Yep. I worked Bellsouth.net techsupport around that period. We didn't deal with sales, but they had us push the connection manager software on every call or risk getting written up. That POS actually generated more calls because of how it considered things to be down. If it pinged a mail server and one of the pings dropped. the user was notified, and that would happen every couple of hours so people would call and demand compensation for it.

Every call had to be under 10 minutes, or you'll be written up. The connection manager had to be used to diagnose a problem or you'll be written up. They did listen to customer complaints though, although not in the context of what you did on the call. I recall being written up because the customer was upset she had to call in to order service because their software CD was designed for a 800x600 screen and her monitor couldn't do more than 600x480. I got her on, but her complaint was with the software, not what I did.

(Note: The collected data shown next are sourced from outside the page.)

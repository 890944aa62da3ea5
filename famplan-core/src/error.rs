//! Error types for famplan.

use thiserror::Error;

/// Errors that can occur in famplan operations.
#[derive(Error, Debug)]
pub enum PlannerError {
    #[error("Configuration error: {0}")]
    Config(String),

    #[error("Event not found: {0}")]
    EventNotFound(String),

    #[error("An event with id '{0}' already exists")]
    DuplicateEvent(String),

    #[error("Invalid event: {0}")]
    InvalidEvent(String),

    #[error("Invalid time '{0}'. Expected HH:MM (24-hour)")]
    InvalidTime(String),

    #[error("Invalid passcode")]
    InvalidPasscode,

    #[error("Session expired, log in again")]
    SessionExpired,

    #[error("Remote store error: {0}")]
    Remote(String),

    #[error("IO error: {0}")]
    Io(#[from] std::io::Error),

    #[error("Serialization error: {0}")]
    Serialization(String),
}

impl From<serde_json::Error> for PlannerError {
    fn from(err: serde_json::Error) -> Self {
        PlannerError::Serialization(err.to_string())
    }
}

/// Result type alias for famplan operations.
pub type PlannerResult<T> = Result<T, PlannerError>;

I ended up getting fired because I couldn't get calls under 10 minutes, even though I had one of the highest resolution percentages of the building.
 
Maybe it's because they treat their employees like cattle and pay them badly. You can only do one of those two things or you end up with high job dissatisfaction and turn-over. The benefits of making employees feel valued are highly underrated and doing so is not terribly expensive, certainly cheaper than constantly re-hiring.

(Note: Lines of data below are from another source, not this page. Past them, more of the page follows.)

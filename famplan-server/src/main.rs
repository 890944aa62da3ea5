mod routes;
mod singleton;
mod state;

use anyhow::{Context, Result};
use famplan_core::config::PlannerConfig;
use std::net::SocketAddr;
use tower::ServiceBuilder;
use tower_http::cors::{Any, CorsLayer};
use tower_http::trace::TraceLayer;
use tracing::info;
use tracing_subscriber::EnvFilter;

use crate::state::AppState;

#[tokio::main]
async fn main() -> Result<()> {
    tracing_subscriber::fmt()
        .with_env_filter(
            EnvFilter::try_from_default_env().unwrap_or_else(|_| EnvFilter::new("info")),
        )
        .init();

    let config = PlannerConfig::load()?;
    config.apply_time_zone()?;
    let data_dir = config.data_path();

    // Ensure only one instance rewrites events.json
    let _lock = singleton::acquire_lock(&data_dir)?;

    let state = AppState::from_config(&config)?;

    let cors = CorsLayer::new()
        .allow_origin(Any)
        .allow_methods(Any)
        .allow_headers(Any);

    let app = routes::router(state).layer(
        ServiceBuilder::new()
            .layer(TraceLayer::new_for_http())
            .layer(cors),
    );

    let addr: SocketAddr = config
        .bind
        .parse()
        .with_context(|| format!("Invalid bind address '{}'", config.bind))?;
    info!("famplan-server listening on http://{} (data: {})", addr, data_dir.display());

    let listener = tokio::net::TcpListener::bind(addr).await?;
    axum::serve(listener, app).await?;

    Ok(())
}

I used to work for a major Canadian telecommunications company (the blue one) and they treated their call center employees as expendable drones. That's not how you get good work out of people. Then they hired half of them and outsourced to India, which was a disaster. I think they ended up with 3-4 times as many reps to handle the same call volume. It was such a disaster that they killed off that strategy and went back to using internal call centers and Canadian outsourcers. The same company wasted massive amounts of money on overreaching and ineffective management and even employed many people who did very little work. But spend of customer support? Never.
 
I ended up getting fired because I couldn't get calls under 10 minutes, even though I had one of the highest resolution percentages of the building.

That ended up being the reason I was 'talked to' where I did phone support, too. My coach knew it was stupid but his manager couldn't see the flaw in the logic.

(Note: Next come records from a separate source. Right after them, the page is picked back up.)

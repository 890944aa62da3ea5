use anyhow::Result;
use chrono::Utc;
use famplan_core::config::Backend;
use famplan_core::roster::FamilyMember;
use famplan_core::session::Session;
use owo_colors::OwoColorize;

use crate::backend::Planner;
use crate::client::HttpStore;

pub async fn login(planner: &Planner, passcode: &str, member_id: Option<&str>) -> Result<()> {
    let session = match planner.backend {
        // The server owns the roster when events live there
        Backend::Http => {
            HttpStore::new(&planner.config.server_url)?
                .login(member_id, passcode)
                .await?
        }
        Backend::File => {
            let roster = planner.config.roster();
            let member = match member_id {
                Some(id) => roster.login_as(id, passcode)?,
                None => roster.login(passcode)?,
            };
            Session::start(member, Utc::now(), planner.config.session_timeout()?)
        }
    };

    planner.session_file().save(&session)?;

    println!("{} Logged in as {}", "✓".green(), render_member(&session.member));
    if let Some(expires_at) = session.expires_at {
        let local = expires_at.with_timezone(&chrono::Local);
        println!("  {}", format!("Session expires at {}", local.format("%H:%M")).dimmed());
    }

    Ok(())
}

pub fn logout(planner: &Planner) -> Result<()> {
    planner.session_file().clear()?;
    println!("Logged out");
    Ok(())
}

pub fn whoami(planner: &Planner) -> Result<()> {
    match planner.session()? {
        Some(session) => println!("{}", render_member(&session.member)),
        None => println!("{}", "Not logged in".dimmed()),
    }
    Ok(())
}

/// The family as seen by the backend in use: the server's roster over
/// http, the configured one otherwise.
async fn roster_members(planner: &Planner) -> Result<Vec<FamilyMember>> {
    match planner.backend {
        Backend::Http => Ok(HttpStore::new(&planner.config.server_url)?.members().await?),
        Backend::File => Ok(planner.config.roster().members().to_vec()),
    }
}

pub async fn members(planner: &Planner) -> Result<()> {
    for member in roster_members(planner).await? {
        println!("{} {}", render_member(&member), format!("({})", member.id).dimmed());
    }
    Ok(())
}

fn render_member(member: &FamilyMember) -> String {
    if member.avatar.is_empty() {
        member.name.bold().to_string()
    } else {
        format!("{} {}", member.avatar, member.name.bold())
    }
}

Apparently it truly is better to waste everyone's time by having to have the customer call back and spend 20 minutes via two calls over just making sure it was done right on the first call and taking 15 minutes to do it.

Even pointing out that the return call tends to result in a more hostile customer and a longer wait period for everyone else on top of that didn't seem to matter.

I won the 'best tech' customer feedback survey award two months in a row and that also didn't seem to matter.

My coach also compiled stats and told me personally that I had the least follow-up return calls of everyone on the team. Still didn't matter to his manager.

There's a reason call centers have such high turnover. It's not the job but the people who run these kinds of places.
 
That sales culture is everywhere in big business. Same at Wells Fargo; tell each teller they have to sell 5 credit cards per day and each banker behind a desk has to sell 10 checking accounts and 20-30 additional sales.

You had bankers telling old people they should open a home equity line of credit...to link to their checking account for overdraft protection.

The only people who succeed there are the ones who are able to turn their morals off. I've always greatly enjoyed helping coach people financially and educate them on how an employer can help (and banks can help in many instances!); but the goals set by the company are so high you cannot meet them honestly day in and day out.
 
Say what you want about AT&T, but until the competition steps up its game they will continue to post large number of new subscribers every quarter.